↓

// Copyright 2025 Modalith (https://github.com/modalith)
//
// This program is free software: you can redistribute it and/or modify
// it under the terms of the GNU Affero General Public License as published by
// the Free Software Foundation, either version 3 of the License, or
// (at your option) any later version.
//
// This program is distributed in the hope that it will be useful,
// but WITHOUT ANY WARRANTY; without even the implied warranty of
// MERCHANTABILITY or FITNESS FOR A PARTICULAR PURPOSE. See the
// GNU Affero General Public License for more details.
//
// You should have received a copy of the GNU Affero General Public License
// along with this program. If not, see <https://www.gnu.org/licenses/>.

use anyhow::Result;
use clap::Parser;
use modalith_server::config::ServerConfig;
use modalith_server::run_server;

/// Multi-modal retrieval platform server.
#[derive(Debug, Parser)]
#[command(name = "modalith-server", version)]
struct Cli {
    /// Listen address, overriding MODALITH_HTTP_ADDR.
    #[arg(long)]
    listen: Option<String>,
}

#[tokio::main]
async fn main() -> Result<()> {
    let cli = Cli::parse();
    let mut config = ServerConfig::from_env();
    if let Some(listen) = cli.listen {
        config.listen_addr = listen;
    }
    run_server(config).await
}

↑

#### AIM OF THE TASK:
Every line that includes "https" must be copied from the material above.

#### ANSWER AREA:
// Copyright 2025 Modalith (https://github.com/modalith)
// along with this program. If not, see <https://www.gnu.org/licenses/>.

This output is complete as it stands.